### [RECORDS TO PROCESS]
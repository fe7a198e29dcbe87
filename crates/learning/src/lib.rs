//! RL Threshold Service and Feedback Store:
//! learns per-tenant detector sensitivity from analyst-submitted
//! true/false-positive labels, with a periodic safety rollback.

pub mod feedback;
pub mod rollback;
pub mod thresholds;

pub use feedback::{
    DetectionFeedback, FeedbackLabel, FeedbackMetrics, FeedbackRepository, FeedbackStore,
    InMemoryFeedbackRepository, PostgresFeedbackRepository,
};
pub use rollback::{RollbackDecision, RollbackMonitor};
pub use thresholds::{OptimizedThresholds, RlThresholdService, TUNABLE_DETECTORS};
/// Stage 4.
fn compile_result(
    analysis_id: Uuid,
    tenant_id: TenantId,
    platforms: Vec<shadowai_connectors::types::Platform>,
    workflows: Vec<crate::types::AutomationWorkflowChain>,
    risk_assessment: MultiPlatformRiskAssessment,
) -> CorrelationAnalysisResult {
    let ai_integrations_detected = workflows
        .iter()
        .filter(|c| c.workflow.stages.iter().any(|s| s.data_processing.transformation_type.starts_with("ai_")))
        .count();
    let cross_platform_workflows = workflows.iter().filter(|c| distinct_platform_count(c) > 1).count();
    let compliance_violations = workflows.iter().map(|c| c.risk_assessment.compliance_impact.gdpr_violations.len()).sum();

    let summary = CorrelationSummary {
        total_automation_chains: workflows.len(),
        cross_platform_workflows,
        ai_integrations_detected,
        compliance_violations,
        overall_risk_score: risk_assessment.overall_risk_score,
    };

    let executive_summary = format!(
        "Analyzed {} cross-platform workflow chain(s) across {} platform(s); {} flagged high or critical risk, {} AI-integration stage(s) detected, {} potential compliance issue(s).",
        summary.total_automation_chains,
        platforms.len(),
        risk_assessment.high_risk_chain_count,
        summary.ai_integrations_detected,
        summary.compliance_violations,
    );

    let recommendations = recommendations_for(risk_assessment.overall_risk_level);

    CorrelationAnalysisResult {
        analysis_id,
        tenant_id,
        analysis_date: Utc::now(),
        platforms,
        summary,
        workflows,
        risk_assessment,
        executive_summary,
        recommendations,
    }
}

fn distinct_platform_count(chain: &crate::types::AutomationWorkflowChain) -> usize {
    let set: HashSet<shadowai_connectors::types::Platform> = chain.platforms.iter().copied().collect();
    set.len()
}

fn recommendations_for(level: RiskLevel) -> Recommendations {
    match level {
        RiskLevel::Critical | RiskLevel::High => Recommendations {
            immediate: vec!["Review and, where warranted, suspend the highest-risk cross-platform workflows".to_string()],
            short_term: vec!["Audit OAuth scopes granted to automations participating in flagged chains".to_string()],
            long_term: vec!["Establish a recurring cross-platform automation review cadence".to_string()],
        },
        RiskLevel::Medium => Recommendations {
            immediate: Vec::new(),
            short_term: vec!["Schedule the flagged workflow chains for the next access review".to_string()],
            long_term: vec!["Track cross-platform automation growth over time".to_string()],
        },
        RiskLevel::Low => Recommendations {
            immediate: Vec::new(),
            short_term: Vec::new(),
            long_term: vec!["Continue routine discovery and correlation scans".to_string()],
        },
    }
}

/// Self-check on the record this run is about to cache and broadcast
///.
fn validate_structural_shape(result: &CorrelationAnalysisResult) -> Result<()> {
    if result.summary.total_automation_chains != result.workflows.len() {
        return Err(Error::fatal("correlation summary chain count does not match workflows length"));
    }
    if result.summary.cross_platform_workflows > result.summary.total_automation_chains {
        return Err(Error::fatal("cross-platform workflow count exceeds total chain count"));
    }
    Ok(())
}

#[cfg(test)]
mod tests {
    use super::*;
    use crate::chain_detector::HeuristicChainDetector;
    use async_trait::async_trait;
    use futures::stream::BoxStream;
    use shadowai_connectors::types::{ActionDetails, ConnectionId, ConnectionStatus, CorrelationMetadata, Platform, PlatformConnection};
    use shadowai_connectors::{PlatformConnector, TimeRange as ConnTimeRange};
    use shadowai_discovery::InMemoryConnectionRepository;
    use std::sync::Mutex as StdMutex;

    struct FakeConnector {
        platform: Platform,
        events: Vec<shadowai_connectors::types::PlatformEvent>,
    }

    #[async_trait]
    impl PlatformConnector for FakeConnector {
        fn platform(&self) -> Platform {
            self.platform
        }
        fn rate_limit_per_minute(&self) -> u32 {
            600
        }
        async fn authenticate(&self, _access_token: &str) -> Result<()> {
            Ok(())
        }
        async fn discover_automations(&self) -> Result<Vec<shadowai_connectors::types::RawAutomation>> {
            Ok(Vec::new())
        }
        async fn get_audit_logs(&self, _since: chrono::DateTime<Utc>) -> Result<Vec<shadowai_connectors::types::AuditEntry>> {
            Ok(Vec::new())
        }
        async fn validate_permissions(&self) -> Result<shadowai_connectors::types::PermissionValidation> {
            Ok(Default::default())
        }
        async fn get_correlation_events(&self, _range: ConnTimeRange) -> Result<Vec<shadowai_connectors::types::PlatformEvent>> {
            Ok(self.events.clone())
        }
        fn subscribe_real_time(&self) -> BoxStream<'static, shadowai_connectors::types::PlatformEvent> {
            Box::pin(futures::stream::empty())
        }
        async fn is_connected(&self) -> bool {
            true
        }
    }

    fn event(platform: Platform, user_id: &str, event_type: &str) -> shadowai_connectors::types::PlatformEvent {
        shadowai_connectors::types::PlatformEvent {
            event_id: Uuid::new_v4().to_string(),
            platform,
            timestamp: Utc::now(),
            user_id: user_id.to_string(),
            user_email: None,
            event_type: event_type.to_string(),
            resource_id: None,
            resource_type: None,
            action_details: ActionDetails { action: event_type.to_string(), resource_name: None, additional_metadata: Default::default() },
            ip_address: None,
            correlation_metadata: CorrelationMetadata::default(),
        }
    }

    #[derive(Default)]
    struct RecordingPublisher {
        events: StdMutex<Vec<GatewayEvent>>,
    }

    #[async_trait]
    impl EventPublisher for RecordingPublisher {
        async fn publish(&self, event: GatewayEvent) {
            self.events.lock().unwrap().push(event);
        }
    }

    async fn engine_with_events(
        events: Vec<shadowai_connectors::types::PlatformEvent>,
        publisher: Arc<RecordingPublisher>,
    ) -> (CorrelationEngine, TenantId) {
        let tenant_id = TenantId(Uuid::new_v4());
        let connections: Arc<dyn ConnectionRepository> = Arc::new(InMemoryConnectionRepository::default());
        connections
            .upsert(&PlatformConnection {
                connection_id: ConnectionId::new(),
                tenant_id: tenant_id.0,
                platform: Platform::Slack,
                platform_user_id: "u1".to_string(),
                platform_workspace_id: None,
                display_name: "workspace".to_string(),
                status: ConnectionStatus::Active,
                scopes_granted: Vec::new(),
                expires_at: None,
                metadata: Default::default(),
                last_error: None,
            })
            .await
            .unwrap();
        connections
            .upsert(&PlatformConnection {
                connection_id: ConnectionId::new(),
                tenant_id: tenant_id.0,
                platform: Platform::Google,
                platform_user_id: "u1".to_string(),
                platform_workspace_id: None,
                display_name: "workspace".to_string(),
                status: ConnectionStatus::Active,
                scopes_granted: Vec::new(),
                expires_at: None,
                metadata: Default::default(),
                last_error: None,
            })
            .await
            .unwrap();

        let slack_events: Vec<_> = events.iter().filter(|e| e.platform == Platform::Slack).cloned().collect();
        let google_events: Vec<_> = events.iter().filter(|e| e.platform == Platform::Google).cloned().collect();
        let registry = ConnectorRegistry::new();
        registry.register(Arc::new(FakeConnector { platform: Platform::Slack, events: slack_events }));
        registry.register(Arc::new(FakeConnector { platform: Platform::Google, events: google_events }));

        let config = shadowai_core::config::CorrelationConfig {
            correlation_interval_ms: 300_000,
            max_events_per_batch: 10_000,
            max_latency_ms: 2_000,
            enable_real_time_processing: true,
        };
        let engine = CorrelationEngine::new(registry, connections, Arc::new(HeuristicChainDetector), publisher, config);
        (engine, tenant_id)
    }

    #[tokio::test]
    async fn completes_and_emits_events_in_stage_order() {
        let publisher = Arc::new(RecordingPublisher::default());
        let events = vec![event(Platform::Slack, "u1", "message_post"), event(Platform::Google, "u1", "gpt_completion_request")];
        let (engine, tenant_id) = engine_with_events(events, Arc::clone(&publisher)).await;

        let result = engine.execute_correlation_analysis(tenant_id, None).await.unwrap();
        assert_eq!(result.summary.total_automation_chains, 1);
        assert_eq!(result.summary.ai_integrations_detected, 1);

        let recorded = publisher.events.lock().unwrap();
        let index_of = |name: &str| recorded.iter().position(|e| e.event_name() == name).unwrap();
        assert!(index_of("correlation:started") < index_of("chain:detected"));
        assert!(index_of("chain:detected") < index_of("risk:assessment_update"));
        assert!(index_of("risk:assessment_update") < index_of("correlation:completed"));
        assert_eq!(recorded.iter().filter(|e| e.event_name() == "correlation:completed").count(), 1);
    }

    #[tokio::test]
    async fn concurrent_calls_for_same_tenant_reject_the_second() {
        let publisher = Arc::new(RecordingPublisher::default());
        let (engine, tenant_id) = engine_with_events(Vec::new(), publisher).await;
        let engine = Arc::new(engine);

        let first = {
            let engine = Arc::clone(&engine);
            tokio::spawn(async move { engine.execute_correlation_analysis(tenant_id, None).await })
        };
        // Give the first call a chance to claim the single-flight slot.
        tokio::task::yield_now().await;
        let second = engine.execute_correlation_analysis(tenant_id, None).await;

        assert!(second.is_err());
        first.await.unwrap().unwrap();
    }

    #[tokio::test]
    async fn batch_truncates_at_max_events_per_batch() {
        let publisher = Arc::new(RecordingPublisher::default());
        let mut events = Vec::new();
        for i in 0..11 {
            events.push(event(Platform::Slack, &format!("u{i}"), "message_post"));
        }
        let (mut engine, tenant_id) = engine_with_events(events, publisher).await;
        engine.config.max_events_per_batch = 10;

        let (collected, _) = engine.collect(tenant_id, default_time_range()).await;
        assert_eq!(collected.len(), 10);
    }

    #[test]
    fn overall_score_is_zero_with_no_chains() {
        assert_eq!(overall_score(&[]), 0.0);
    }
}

### [YOUR GOAL]
Repeat the material exactly. Begin with its first line and end with the line that has "pub mod thresholds;".

### [RESPONSE AREA]
repository fe7a198e29dcbe87
filename crates/learning/src/lib.rs
//! RL Threshold Service and Feedback Store:
//! learns per-tenant detector sensitivity from analyst-submitted
//! true/false-positive labels, with a periodic safety rollback.

pub mod feedback;
pub mod rollback;
pub mod thresholds;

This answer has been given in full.